IPTABLES bounce outbound IP back to localhost

clunk · 10-04-2009, 12:42 PM

Hi - this is my first post here so be gentle with me :-)

I was asked if it was possible to use IPTABLES to bounce an outbound request, let's say for google: 74.125.67.100, to a different local IP, say 192.168.1.1?

In the past I've been able to use 'redirect' on a multi-nic box to force all port 80 traffic to Squid on 8080, but this was indiscriminate. All port 80 traffic was sent through.

A quick look around has suggested DNAT to me, so I've tried:

iptables -t nat -A PREROUTING -p tcp -d 74.125.67.100 --dport 80 -j DNAT --to-destination 192.168.1.1:80

When this did not work I've added:
iptables -t nat -A POSTROUTING -j MASQUERADE

And ... sysctl net.ipv4.ip_forward = 0 so...
echo 1 > /proc/sys/net/ipv4/ip_forward

But no matter what, my humble little box always takes me to google when I call http://74.125.67.100 (or curl 74.125.67.100).

I'm stumped. I'm not even entirely sure I can do this with IPTables on a single nic box when the request is coming from that box.

Am I missing something painfully obvious (like wrong chain, or 'can't do that because..)

Thanks to anyone who gets the time to respond.

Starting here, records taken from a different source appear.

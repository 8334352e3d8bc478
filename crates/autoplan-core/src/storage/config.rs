//! TOML-based application configuration.
//!
//! Stores user preferences including:
//! - Working hours and scheduling days used by the planner
//! - The minimum split size for segmented items
//! - Quick-add defaults
//!
//! Configuration is stored at `<data dir>/config.toml`.

use chrono::{NaiveTime, Weekday};
use serde::{Deserialize, Serialize};
use std::path::{Path, PathBuf};

use super::data_dir;
use crate::error::{ConfigError, CoreError, Result};
use crate::planner::{PlannerConfig, WorkHoursConfig, DEFAULT_MIN_SPLIT_MINUTES};

/// Planning configuration.
#[derive(Debug, Clone, PartialEq, Eq, Serialize, Deserialize)]
pub struct PlanningConfig {
    /// HH:MM
    #[serde(default = "default_work_start")]
    pub work_start: String,
    /// HH:MM
    #[serde(default = "default_work_end")]
    pub work_end: String,
    #[serde(default = "default_scheduling_days")]
    pub scheduling_days: Vec<String>,
    #[serde(default = "default_min_split_minutes")]
    pub min_split_minutes: u32,
}

/// Quick-add configuration.
#[derive(Debug, Clone, PartialEq, Eq, Serialize, Deserialize)]
pub struct CaptureConfig {
    #[serde(default = "default_effort_minutes")]
    pub default_effort_minutes: u32,
}

/// Application configuration.
///
/// Serialized to/from TOML at `<data dir>/config.toml`.
#[derive(Debug, Clone, Default, PartialEq, Eq, Serialize, Deserialize)]
pub struct Config {
    #[serde(default)]
    pub planning: PlanningConfig,
    #[serde(default)]
    pub capture: CaptureConfig,
}

// Default functions
fn default_work_start() -> String {
    "09:00".into()
}
fn default_work_end() -> String {
    "17:00".into()
}
fn default_scheduling_days() -> Vec<String> {
    ["mon", "tue", "wed", "thu", "fri"]
        .into_iter()
        .map(String::from)
        .collect()
}
fn default_min_split_minutes() -> u32 {
    DEFAULT_MIN_SPLIT_MINUTES
}
fn default_effort_minutes() -> u32 {
    30
}

impl Default for PlanningConfig {
    fn default() -> Self {
        Self {
            work_start: default_work_start(),
            work_end: default_work_end(),
            scheduling_days: default_scheduling_days(),
            min_split_minutes: default_min_split_minutes(),
        }
    }
}

impl Default for CaptureConfig {
    fn default() -> Self {
        Self {
            default_effort_minutes: default_effort_minutes(),
        }
    }
}

fn parse_time(key: &str, value: &str) -> Result<NaiveTime, ConfigError> {
    NaiveTime::parse_from_str(value, "%H:%M").map_err(|e| ConfigError::InvalidValue {
        key: key.into(),
        message: format!("expected HH:MM, got '{value}' ({e})"),
    })
}

impl Config {
    fn get_json_value_by_path<'a>(
        root: &'a serde_json::Value,
        key: &str,
    ) -> Option<&'a serde_json::Value> {
        if key.is_empty() {
            return None;
        }

        let mut current = root;
        for part in key.split('.') {
            current = current.get(part)?;
        }
        Some(current)
    }

    fn set_json_value_by_path(
        root: &mut serde_json::Value,
        key: &str,
        value: &str,
    ) -> Result<(), ConfigError> {
        let unknown = || ConfigError::UnknownKey(key.to_string());
        let invalid = |message: String| ConfigError::InvalidValue {
            key: key.to_string(),
            message,
        };

        let mut parts = key.split('.').peekable();
        if parts.peek().map_or(true, |p| p.is_empty()) {
            return Err(unknown());
        }

        let mut current = root;
        while let Some(part) = parts.next() {
            let is_leaf = parts.peek().is_none();
            if is_leaf {
                let obj = current.as_object_mut().ok_or_else(unknown)?;
                let existing = obj.get(part).ok_or_else(unknown)?;

                let new_value = match existing {
                    serde_json::Value::Bool(_) => serde_json::Value::Bool(
                        value.parse::<bool>().map_err(|e| invalid(e.to_string()))?,
                    ),
                    serde_json::Value::Number(_) => {
                        let n = value
                            .parse::<u64>()
                            .map_err(|_| invalid(format!("cannot parse '{value}' as number")))?;
                        serde_json::Value::Number(n.into())
                    }
                    // Lists accept JSON or a comma-separated string.
                    serde_json::Value::Array(_) => match serde_json::from_str(value) {
                        Ok(v @ serde_json::Value::Array(_)) => v,
                        _ => serde_json::Value::Array(
                            value
                                .split(',')
                                .map(str::trim)
                                .filter(|s| !s.is_empty())
                                .map(|s| serde_json::Value::String(s.to_string()))
                                .collect(),
                        ),
                    },
                    serde_json::Value::Object(_) => return Err(unknown()),
                    _ => serde_json::Value::String(value.into()),
                };

                obj.insert(part.to_string(), new_value);
                return Ok(());
            }

            current = current.get_mut(part).ok_or_else(unknown)?;
        }

        Err(unknown())
    }

    fn path() -> Result<PathBuf> {
        Ok(data_dir()?.join("config.toml"))
    }

    /// Load from disk or return default.
    ///
    /// # Errors
    ///
    /// Returns an error if the config file exists but cannot be parsed,
    /// or if the default config cannot be written to disk.
    pub fn load() -> Result<Self> {
        Self::load_from(&Self::path()?)
    }

    /// Load from an explicit path, writing defaults there if the file is missing.
    pub fn load_from(path: &Path) -> Result<Self> {
        match std::fs::read_to_string(path) {
            Ok(content) => toml::from_str(&content).map_err(|e| {
                CoreError::from(ConfigError::LoadFailed {
                    path: path.to_path_buf(),
                    message: e.to_string(),
                })
            }),
            Err(e) if e.kind() == std::io::ErrorKind::NotFound => {
                let cfg = Self::default();
                cfg.save_to(path)?;
                Ok(cfg)
            }
            Err(e) => Err(e.into()),
        }
    }

    /// Persist to disk.
    ///
    /// # Errors
    ///
    /// Returns an error if the config cannot be serialized or written to disk.
    pub fn save(&self) -> Result<()> {
        self.save_to(&Self::path()?)
    }

    pub fn save_to(&self, path: &Path) -> Result<()> {
        let content = toml::to_string_pretty(self)?;
        std::fs::write(path, content)?;
        Ok(())
    }

    /// Get a config value as string by dot-separated key.
    pub fn get(&self, key: &str) -> Option<String> {
        let json = serde_json::to_value(self).ok()?;
        let val = Self::get_json_value_by_path(&json, key)?;
        match val {
            serde_json::Value::String(s) => Some(s.clone()),
            other => Some(other.to_string()),
        }
    }

    /// Every settable key with its current value, sorted by key.
    pub fn entries(&self) -> Vec<(String, String)> {
        fn walk(prefix: &str, value: &serde_json::Value, out: &mut Vec<(String, String)>) {
            match value {
                serde_json::Value::Object(map) => {
                    for (key, child) in map {
                        let path = if prefix.is_empty() {
                            key.clone()
                        } else {
                            format!("{prefix}.{key}")
                        };
                        walk(&path, child, out);
                    }
                }
                serde_json::Value::String(s) => out.push((prefix.to_string(), s.clone())),
                other => out.push((prefix.to_string(), other.to_string())),
            }
        }

        let mut out = Vec::new();
        if let Ok(json) = serde_json::to_value(self) {
            walk("", &json, &mut out);
        }
        out.sort();
        out
    }

    /// Set a config value by key without saving.
    ///
    /// # Errors
    ///
    /// Returns an error if the key is unknown or the value does not validate.
    /// `self` is left unchanged on error.
    pub fn apply(&mut self, key: &str, value: &str) -> Result<()> {
        let mut json = serde_json::to_value(&*self)?;
        Self::set_json_value_by_path(&mut json, key, value)?;
        let candidate: Config = serde_json::from_value(json).map_err(|e| ConfigError::InvalidValue {
            key: key.to_string(),
            message: e.to_string(),
        })?;
        candidate.work_hours()?;
        *self = candidate;
        Ok(())
    }

    /// Set a config value by key and save.
    ///
    /// # Errors
    ///
    /// Returns an error if the key is unknown, the value cannot be parsed,
    /// or the config cannot be saved.
    pub fn set(&mut self, key: &str, value: &str) -> Result<()> {
        self.apply(key, value)?;
        self.save()
    }

    /// Working hours for the planner.
    ///
    /// End before start is passed through; the planner treats it as a day
    /// without work.
    pub fn work_hours(&self) -> Result<WorkHoursConfig, ConfigError> {
        let start = parse_time("planning.work_start", &self.planning.work_start)?;
        let end = parse_time("planning.work_end", &self.planning.work_end)?;

        let days = self
            .planning
            .scheduling_days
            .iter()
            .map(|d| {
                d.parse::<Weekday>().map_err(|_| ConfigError::InvalidValue {
                    key: "planning.scheduling_days".into(),
                    message: format!("unknown weekday '{d}'"),
                })
            })
            .collect::<Result<Vec<_>, _>>()?;

        Ok(WorkHoursConfig::new(start, end, days))
    }

    pub fn planner(&self) -> PlannerConfig {
        PlannerConfig {
            min_split_minutes: self.planning.min_split_minutes,
        }
    }
}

Berhanie · 10-04-2009, 01:26 PM

To alter the destination of packets originating from the local machine, you need to put the rule in the OUTPUT chain:

Code:

iptables -t nat -A OUTPUT -p tcp -d 74.125.67.100 --dport 80 -j DNAT --to-destination 192.168.1.1:80

You can also use a REDIRECT target on the OUTPUT chain.

clunk · 10-05-2009, 02:19 AM

Thanks! I had a feeling about the output chain. That's just what the doctor ordered and works perfectly! Thank you so much.